Sulaiman Al-Fahim is one of several owners to have taken the reins at Portsmouth this season

David James revealed the punishing effects of unexpected bonuses when Pompey lifted the FA Cup and qualified for Europe in 2008, and one might argue Gaydamak did well to sell up and get out while he could.

But since the Russian’s departure the club has had numerous owners, none of whom managed to arrest the seemingly inevitable slide into administration.

They have since struggled to pay players, and some would say they acted beyond their means in fielding a senior team against Tottenham.

The main case in point is Aruna Dindane. The Ivorian’s appearance in the semi-final ought to have triggered a £4m payment to former club Lens, but Grant’s team managed to reach an agreement with the French outfit.

But Lens surely would not have agreed the original sale if they knew Portsmouth had absolutely no intention of paying for the international striker. This is particularly pertinent when you consider Les Sang et Or are also allegedly owed payments for the 2008 transfer of Nadir Belhadj to the south-coast side.
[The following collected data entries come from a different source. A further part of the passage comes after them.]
//! Middleware components for HTTP request processing.
//!
//! Cross-cutting response handling layered onto the router in
//! [`crate::routes::router`].

pub mod blob_headers;
pub mod security_headers;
Furthermore, due to the constraints of administration, Pompey did not apply for a UEFA licence. Now they have reached the final they are seeking to appeal a decision which they essentially made themselves, in an attempt to qualify for a competition one of their own players has admitted helped orchestrate their downfall.
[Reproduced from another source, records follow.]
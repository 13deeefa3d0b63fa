use std::time::Duration;

use axum::{
    body::Bytes,
    extract::{multipart::MultipartRejection, Multipart, Query, State},
    response::{Html, Redirect},
    Form,
};
use tracing::{debug, info, warn};

use crate::{
    error::AppResult,
    state::AppState,
    storage::{naming::blob_name_from_upload, StorageResult, TableEntity},
    types::{AddQueueForm, AddTableForm, CustomerProduct, IndexQuery, IndexView, Notice, Section, UploadedFile},
    views,
};

const INDEX_PATH: &str = "/Home/Index";

fn back_to_index(notice: Option<Notice>) -> Redirect {
    match notice {
        Some(n) => Redirect::to(&format!("{}?notice={}", INDEX_PATH, n.as_str())),
        None => Redirect::to(INDEX_PATH),
    }
}

pub async fn root() -> Redirect {
    back_to_index(None)
}

/// Refreshes every section from its backend and renders the page.
///
/// Sections load one after another; a failing backend only blanks its own
/// section.
pub async fn index(State(state): State<AppState>, Query(query): Query<IndexQuery>) -> Html<String> {
    state.metrics.inc_index_views();
    let cfg = &state.config.storage;

    let customers = Section::from_result("table data", load_customers(&state).await);
    let messages = Section::from_result("queue data", drain_queue(&state).await);
    let images = Section::from_result(
        "image container",
        load_uploads(&state, &cfg.blob_container_name, true).await,
    );
    let files = Section::from_result(
        "file container",
        load_uploads(&state, &cfg.file_container_name, false).await,
    );

    let view = IndexView {
        notice: query.notice.as_deref().and_then(Notice::parse),
        customers,
        messages,
        images,
        files,
    };
    let failed = [
        view.customers.is_unavailable(),
        view.messages.is_unavailable(),
        view.images.is_unavailable(),
        view.files.is_unavailable(),
    ]
    .into_iter()
    .filter(|failed| *failed)
    .count();
    state.metrics.add_section_failures(failed as u64);

    Html(views::render_index(&view))
}

async fn load_customers(state: &AppState) -> StorageResult<Vec<CustomerProduct>> {
    let entities = state.tables.query_entities(&state.config.storage.table_name).await?;
    Ok(entities.into_iter().map(CustomerProduct::from).collect())
}

/// Receives a batch and deletes every message it returns. A message whose
/// delete fails is left out so it reappears after the visibility timeout.
async fn drain_queue(state: &AppState) -> StorageResult<Vec<String>> {
    let queue = &state.config.storage.queue_name;
    let visibility = Duration::from_secs(state.config.queue.visibility_timeout_secs);
    let received = state.queues.receive_messages(queue, state.config.queue.receive_batch, visibility).await?;

    let mut shown = Vec::with_capacity(received.len());
    for msg in received {
        match state.queues.delete_message(queue, &msg.id, &msg.pop_receipt).await {
            Ok(()) => shown.push(msg.text),
            Err(e) => warn!("Failed to delete queue message {}: {}", msg.id, e),
        }
    }
    state.metrics.add_messages_received(shown.len() as u64);
    Ok(shown)
}

async fn load_uploads(state: &AppState, container: &str, is_image: bool) -> StorageResult<Vec<UploadedFile>> {
    let blobs = state.blobs.list_blobs(container).await?;
    Ok(blobs.into_iter().map(|b| UploadedFile::from_blob(b, is_image)).collect())
}

pub async fn add_table(State(state): State<AppState>, Form(form): Form<AddTableForm>) -> AppResult<Redirect> {
    let name = form.name.trim();
    let product = form.product.trim();
    if name.is_empty() || product.is_empty() {
        return Ok(back_to_index(None));
    }

    let table = &state.config.storage.table_name;
    state.tables.create_table_if_not_exists(table).await?;
    let entity = TableEntity::with_random_keys().with_property("Name", name).with_property("Product", product);
    state.tables.add_entity(table, entity).await?;
    state.metrics.inc_rows_added();
    info!("Added customer/product row to table {}", table);

    Ok(back_to_index(Some(Notice::TableAdded)))
}

pub async fn add_queue(State(state): State<AppState>, Form(form): Form<AddQueueForm>) -> AppResult<Redirect> {
    if form.message.trim().is_empty() {
        return Ok(back_to_index(None));
    }

    let queue = &state.config.storage.queue_name;
    state.queues.create_queue_if_not_exists(queue).await?;
    let id = state.queues.send_message(queue, &form.message).await?;
    state.metrics.inc_messages_sent();
    info!("Sent message {} to queue {}", id, queue);

    Ok(back_to_index(Some(Notice::QueueAdded)))
}

pub async fn upload_blob(
    State(state): State<AppState>,
    multipart: Result<Multipart, MultipartRejection>,
) -> AppResult<Redirect> {
    let container = state.config.storage.blob_container_name.clone();
    upload_into(&state, multipart, &container, true).await
}

pub async fn upload_file(
    State(state): State<AppState>,
    multipart: Result<Multipart, MultipartRejection>,
) -> AppResult<Redirect> {
    let container = state.config.storage.file_container_name.clone();
    upload_into(&state, multipart, &container, false).await
}

/// Uploaded file pulled out of a multipart body.
struct FilePart {
    file_name: String,
    data: Bytes,
}

/// Finds the `file` field. A field without a file name is the browser's
/// "no file chosen" part and counts as absent.
async fn read_file_part(mut multipart: Multipart) -> AppResult<Option<FilePart>> {
    while let Some(field) = multipart.next_field().await? {
        if field.name() != Some("file") {
            continue;
        }
        let file_name = match field.file_name() {
            Some(n) if !n.trim().is_empty() => n.to_string(),
            _ => return Ok(None),
        };
        let data = field.bytes().await?;
        return Ok(Some(FilePart { file_name, data }));
    }
    Ok(None)
}

/// A post without a multipart body carries no file, same as an empty file
/// input, and redirects without touching the blob store.
async fn upload_into(
    state: &AppState,
    multipart: Result<Multipart, MultipartRejection>,
    container: &str,
    is_image: bool,
) -> AppResult<Redirect> {
    let multipart = match multipart {
        Ok(m) => m,
        Err(rejection) => {
            debug!("Upload without multipart body: {}", rejection.body_text());
            return Ok(back_to_index(None));
        }
    };
    let Some(part) = read_file_part(multipart).await? else {
        return Ok(back_to_index(None));
    };
    let blob_name = blob_name_from_upload(&part.file_name)?;

    state.blobs.create_container_if_not_exists(container).await?;
    let item = state.blobs.upload(container, &blob_name, &part.data, true).await?;
    state.metrics.inc_uploads(is_image);
    info!("Uploaded {} ({} bytes) to container {}", item.name, item.size, container);

    let notice = if is_image { Notice::ImageUploaded } else { Notice::FileUploaded };
    Ok(back_to_index(Some(notice)))
}

/// Renders the relational customer list. Failures surface as an error page.
pub async fn database(State(state): State<AppState>) -> AppResult<Html<String>> {
    let customers = state.customers.customer_names().await?;
    Ok(Html(views::render_database(&customers)))
}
Harry Redknapp’s side have the right to feel aggrieved about the Dindane fiasco. The fact that he won the clinching penalty is academic, however. The important thing is Portsmouth reaching this stage of the competition is founded on ‘buying’ players they could not afford.

Ghanain midfielder Muntari has since moved to Inter Milan

But was this not also the situation when Redknapp himself was manager at Fratton Park? Rumours have been circulating that the club still owe Udinese £4m for the signing of Sulley Muntari during Redknapp’s tenure, and multi-million pound sales of Muntari himself and Lassana Diarra have been insufficient to generate the funds needed to pay a backlog of transfer installments.

Is the significant difference between Portsmouth and so many other Premier League sides simply the fact that other owners are willing to continue bankrolling debt-ridden clubs when the going gets tough?

Tottenham themselves were shown to be £65 million in debt, according to figures published last year, yet chairman Daniel Levy continues to fork out multi-million pound fees on fringe players such as Kyle Naughton and Kyle Walker.

Without such a benificent owner, Tottenham might find themselves in the same situation as last Sunday’s opponents, at which point talk of ‘existing beyond their means’ could well go out of the window.